Bending over is becoming pretty difficult.  I just can’t breathe if I’m doubled over for too long.  And 3 seconds is too long.  Getting off the couch is comical…my center of gravity is all messed up.  Jerry hadn’t seen me in 2 weeks due to a business trip and he was amazing at how huge pregnant I looked.  I pulled my shirt up to scratch my belly and he just burst out laughing.  This bare bump is something to be seen!  And NO…you can’t see it.

Movement

We are having those wonderful movements I’ve heard all about.  And yes, I LOVE them!  Lots of kicks, lots of hiccups, and some strange feelings that can only be rolling or flipping.  I have no idea who is who but most of the movements are at the bottom of my stomach and way at the top by my ribs.  I have no idea how these Beans are positioned.  My next ultrasound is on 1/30 so we’ll find out then.

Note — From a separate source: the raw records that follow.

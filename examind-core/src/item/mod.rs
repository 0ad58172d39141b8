//! Item pool types and the item bank interface
//!
//! Items are calibrated externally; the engine holds a read-only
//! snapshot of the pool for the lifetime of a session.

mod bank;
mod types;

pub use bank::{InMemoryItemBank, ItemBank};
pub use types::Item;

They are super active between 8-9 at night.  We were laying on the couch and Jerry finally got to feel them kicking.  It’s pretty cool.  And also creepy at the same time.

Sleep

Sleep has been pretty good.  I’m back to being exhausted by 8:30 and I’m still exhausted when I wake up at 5:30.  I’m generally up 2876183 times to pee but falling back to sleep hasn’t been a problem.

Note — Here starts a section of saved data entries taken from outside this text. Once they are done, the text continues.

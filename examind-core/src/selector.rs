//! Item selection
//!
//! Picks the unused item whose difficulty is closest to the current
//! ability estimate. Ties are broken by a pseudo-random draw from a
//! per-session seeded generator, so a session's selection sequence can
//! be replayed for audit without being globally deterministic.

use std::collections::HashSet;

use rand::rngs::StdRng;
use rand::{Rng, SeedableRng};

use crate::item::Item;

/// Difficulties closer than this are treated as tied
const TIE_EPSILON: f64 = 1e-9;

/// Per-session item selector
///
/// Owns the session's tie-break RNG. The seed is recorded on the
/// session record so an audit can reproduce the exact selection
/// sequence.
pub struct ItemSelector {
    rng: StdRng,
    seed: u64,
    /// Half-width of the allowed difficulty band around the prior for
    /// the first item; the band relaxes to "closest unused" afterwards
    start_band_width: f64,
}

impl ItemSelector {
    pub fn new(seed: u64, start_band_width: f64) -> Self {
        Self {
            rng: StdRng::seed_from_u64(seed),
            seed,
            start_band_width,
        }
    }

    /// The seed this selector was created with
    pub fn seed(&self) -> u64 {
        self.seed
    }

    /// Select the next item to administer
    ///
    /// `first_item` applies the starting-band exposure constraint: the
    /// first item must fall within `start_band_width` of the ability
    /// prior so a cold session never opens at an extreme. If no unused
    /// item lies inside the band the constraint falls back to closest
    /// unused rather than refusing to start.
    ///
    /// Returns `None` when every item in the pool has been used; the
    /// caller treats that as pool exhaustion, not an error.
    pub fn select_next(
        &mut self,
        ability: f64,
        used: &HashSet<String>,
        pool: &[Item],
        first_item: bool,
    ) -> Option<Item> {
        let unused: Vec<&Item> = pool.iter().filter(|item| !used.contains(&item.id)).collect();
        if unused.is_empty() {
            return None;
        }

        let candidates: Vec<&Item> = if first_item {
            let banded: Vec<&Item> = unused
                .iter()
                .copied()
                .filter(|item| (item.difficulty - ability).abs() <= self.start_band_width)
                .collect();
            if banded.is_empty() { unused } else { banded }
        } else {
            unused
        };

        let best_distance = candidates
            .iter()
            .map(|item| (item.difficulty - ability).abs())
            .fold(f64::INFINITY, f64::min);

        let tied: Vec<&Item> = candidates
            .into_iter()
            .filter(|item| (item.difficulty - ability).abs() - best_distance <= TIE_EPSILON)
            .collect();

        let pick = if tied.len() == 1 {
            tied[0]
        } else {
            tied[self.rng.gen_range(0..tied.len())]
        };

        tracing::debug!(
            item_id = %pick.id,
            difficulty = pick.difficulty,
            ability,
            candidates = tied.len(),
            "selected next item"
        );

        Some(pick.clone())
    }
}

#[cfg(test)]
mod tests {
    use super::*;

    fn pool(difficulties: &[(&str, f64)]) -> Vec<Item> {
        difficulties
            .iter()
            .map(|(id, d)| Item::new(*id, *d))
            .collect()
    }

    #[test]
    fn picks_closest_difficulty() {
        let mut selector = ItemSelector::new(1, 2.0);
        let pool = pool(&[("q1", 2.0), ("q2", 5.2), ("q3", 8.0)]);

        let item = selector
            .select_next(5.0, &HashSet::new(), &pool, false)
            .unwrap();
        assert_eq!(item.id, "q2");
    }

    #[test]
    fn skips_used_items() {
        let mut selector = ItemSelector::new(1, 2.0);
        let pool = pool(&[("q1", 5.0), ("q2", 5.5)]);
        let used: HashSet<String> = ["q1".to_string()].into();

        let item = selector.select_next(5.0, &used, &pool, false).unwrap();
        assert_eq!(item.id, "q2");
    }

    #[test]
    fn exhausted_pool_returns_none() {
        let mut selector = ItemSelector::new(1, 2.0);
        let pool = pool(&[("q1", 5.0)]);
        let used: HashSet<String> = ["q1".to_string()].into();

        assert!(selector.select_next(5.0, &used, &pool, false).is_none());
    }

    #[test]
    fn empty_pool_returns_none() {
        let mut selector = ItemSelector::new(1, 2.0);
        assert!(selector
            .select_next(5.0, &HashSet::new(), &[], false)
            .is_none());
    }

    #[test]
    fn first_item_respects_starting_band() {
        let mut selector = ItemSelector::new(1, 1.5);
        // q-near is farther from ability 5.0 than q-extreme would be
        // allowed, but q-extreme sits outside the band.
        let pool = pool(&[("q-extreme", 9.9), ("q-near", 6.0)]);

        let item = selector
            .select_next(5.0, &HashSet::new(), &pool, true)
            .unwrap();
        assert_eq!(item.id, "q-near");
    }

    #[test]
    fn first_item_band_relaxes_when_empty() {
        let mut selector = ItemSelector::new(1, 0.5);
        let pool = pool(&[("q1", 9.0), ("q2", 8.0)]);

        // No item within 0.5 of 5.0; fall back to closest.
        let item = selector
            .select_next(5.0, &HashSet::new(), &pool, true)
            .unwrap();
        assert_eq!(item.id, "q2");
    }

    #[test]
    fn band_does_not_apply_after_first_item() {
        let mut selector = ItemSelector::new(1, 0.5);
        let pool = pool(&[("q1", 9.0)]);

        let item = selector
            .select_next(5.0, &HashSet::new(), &pool, false)
            .unwrap();
        assert_eq!(item.id, "q1");
    }

    #[test]
    fn tie_break_is_reproducible_per_seed() {
        let pool = pool(&[("a", 5.5), ("b", 4.5), ("c", 5.5), ("d", 4.5)]);

        let mut first = ItemSelector::new(42, 2.0);
        let mut second = ItemSelector::new(42, 2.0);
        for _ in 0..4 {
            let a = first.select_next(5.0, &HashSet::new(), &pool, false).unwrap();
            let b = second
                .select_next(5.0, &HashSet::new(), &pool, false)
                .unwrap();
            assert_eq!(a.id, b.id);
        }
    }

    #[test]
    fn tie_break_varies_across_seeds() {
        let pool: Vec<Item> = (0..32).map(|i| Item::new(format!("q{i}"), 5.0)).collect();
        let used = HashSet::new();

        let picks: HashSet<String> = (0..16)
            .map(|seed| {
                ItemSelector::new(seed, 2.0)
                    .select_next(5.0, &used, &pool, false)
                    .unwrap()
                    .id
            })
            .collect();

        // 16 seeds over 32 tied items should not all agree.
        assert!(picks.len() > 1);
    }
}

Seriously, the dreams are insane.  Lots of baby dreams…most of them not good.  I’m so elated when I wake up and realized they’re not real.  I had one dream where I went into labor early and all of the fluid drained out of my belly.  You could see 2 perfectly formed babies under my skin…heads, arms, legs…and I was sobbing and begging for them to be ok.  Then they popped out of me and they were perfect, healthy, alert…cats.  Yes, I gave birth to 2 cats.

Food

Carbs, fruit, carbs, fruit, water, fruit, carbs, cheese.  And sugar.  I feel like Elf because I want to put maple syrup on everything.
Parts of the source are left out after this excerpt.